【徳倫理学】現代における展開(1):アンスコム(Anscombe)

近代においては、徳に関する目立った考察は行なわれず、道徳に関する議論は「義務」や「権利」が中心で、〝どのような行為をなすべきか?〟が問題とされた。
しかし、20世紀後半になると、アリストテレスが唱えた倫理的な概念を現代に復活させようという動きが起こり、〝どのような人間になるべきか?〟が問題とされた。
この動きの先駆者は、イギリスの哲学者アンスコムであった。

ガートルード・エリザベス・マーガレット・アンスコム(Gertrude Elizabeth Margaret Anscombe、1919/3/18-2001/1/5)は1958年、「現代の道徳哲学」(Modern Moral Philosophy)という論文を発表した。

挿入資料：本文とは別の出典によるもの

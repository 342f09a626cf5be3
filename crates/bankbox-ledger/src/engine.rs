//! The transaction engine: validate-then-mutate application of monetary
//! operations.
//!
//! Every operation follows the same discipline: resolve the sender, take
//! the per-player processing guard, validate *everything*, and only then
//! touch balances. A request that fails leaves the ledger byte-for-byte
//! untouched — there is no partial application to roll back.
//!
//! The guard exists to reject *logically* concurrent requests from the
//! same sender (a double-tap, an eager client retry) as
//! [`LedgerError::Busy`]. True parallelism is already excluded by the
//! caller, which drives the engine from behind a single lock.

use bankbox_protocol::{ConnectionId, TransactionKind, TransactionRequest};

use crate::{LedgerError, ProcessingState, Room};

/// Validates and applies one transaction from the player bound to
/// `sender` in `room`.
///
/// On success the room's ledger is updated and a history entry appended
/// (evicting the oldest past the cap). On failure nothing changes. The
/// processing guard is released on both paths.
///
/// # Errors
///
/// - [`LedgerError::SenderNotFound`] — no player bound to `sender`
/// - [`LedgerError::Busy`] — the sender already has a request in flight
/// - [`LedgerError::InvalidAmount`] — amount not a positive integer
/// - [`LedgerError::ReceiverNotFound`] — P2P target missing or unknown
/// - [`LedgerError::InsufficientFunds`] — balance below the amount
pub fn apply(
    room: &mut Room,
    sender: ConnectionId,
    request: &TransactionRequest,
) -> Result<(), LedgerError> {
    let sender_idx = room
        .player_index_by_connection(sender)
        .ok_or(LedgerError::SenderNotFound(sender))?;

    if room.players()[sender_idx].processing.is_processing() {
        return Err(LedgerError::Busy);
    }
    room.players_mut()[sender_idx].processing = ProcessingState::Processing;

    let result = dispatch(room, sender_idx, request);

    // Unconditional release: a guard that survived a failed validation
    // would wedge the player for the rest of the session.
    room.players_mut()[sender_idx].processing = ProcessingState::Idle;

    match &result {
        Ok(()) => tracing::debug!(
            code = %room.code(),
            sender = %room.players()[sender_idx].name,
            kind = %request.kind,
            "transaction applied"
        ),
        Err(e) => tracing::debug!(
            code = %room.code(),
            %sender,
            kind = %request.kind,
            error = %e,
            "transaction rejected"
        ),
    }

    result
}

/// The per-kind validation and mutation. Validation fully precedes
/// mutation in every arm.
fn dispatch(
    room: &mut Room,
    sender_idx: usize,
    request: &TransactionRequest,
) -> Result<(), LedgerError> {
    // The parse check applies to every kind; for BANK_GO the parsed value
    // is then discarded in favor of the room's configured reward.
    let amount = request
        .amount
        .as_positive()
        .ok_or(LedgerError::InvalidAmount)?;

    match request.kind {
        TransactionKind::P2p => {
            let target =
                request.target_id.ok_or(LedgerError::ReceiverNotFound)?;
            let receiver_idx = room
                .player_index_by_connection(target)
                .ok_or(LedgerError::ReceiverNotFound)?;
            if room.players()[sender_idx].balance < amount {
                return Err(LedgerError::InsufficientFunds);
            }

            room.players_mut()[sender_idx].balance -= amount;
            room.players_mut()[receiver_idx].balance += amount;
            let entry = format!(
                "{} paid ${} to {}",
                room.players()[sender_idx].name,
                amount,
                room.players()[receiver_idx].name
            );
            room.push_history(entry);
        }

        TransactionKind::BankLoan => {
            // Loans are always granted: the bank mints the money, so there
            // is nothing to check against.
            let player = &mut room.players_mut()[sender_idx];
            player.balance += amount;
            player.debt += amount;
            let entry = format!(
                "{} took a loan of ${amount}",
                room.players()[sender_idx].name
            );
            room.push_history(entry);
        }

        TransactionKind::BankPay => {
            if room.players()[sender_idx].balance < amount {
                return Err(LedgerError::InsufficientFunds);
            }

            let player = &mut room.players_mut()[sender_idx];
            player.balance -= amount;
            // Overpayment is absorbed by the bank, not refunded; debt
            // stays at zero rather than going negative.
            player.debt -= player.debt.min(amount);
            let entry = format!(
                "{} paid ${amount} to the bank",
                room.players()[sender_idx].name
            );
            room.push_history(entry);
        }

        TransactionKind::BankGo => {
            // The client-supplied amount is never trusted here; the room's
            // fixed reward is applied instead.
            let reward = room.settings().go_reward;
            room.players_mut()[sender_idx].balance += reward;
            let entry = format!(
                "{} passed GO (+${reward})",
                room.players()[sender_idx].name
            );
            room.push_history(entry);
        }
    }

    Ok(())
}

// =========================================================================
// Tests
// =========================================================================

このなかで彼女は、〝カントの義務論は道徳法則の「立法者」=神の存在を前提にしているが、いまや多くの人びとは神を信じておらず、よって「立法者」を前提することや、その「立法者」に由来する「義務」を想定することは無意味である〟と述べた。
また、義務論とは対照的な功利主義に代表される、〝ある行為の結果(帰結)がよければ、その行為は道徳的である〟という「帰結主義」(consequentialism)をも批判した。
そして、倫理学の主題となるべきなのは、「義務」でも「帰結」でもなく、アリストテレスが唱えた「幸福」(エウダイモニア)を実現する「」(アレテー)なのであって、そのためには心理学の哲学によって「行為」「意図」「快」「欲求」といった概念を解明することが必要である——
そうアンスコムは唱えたのであった。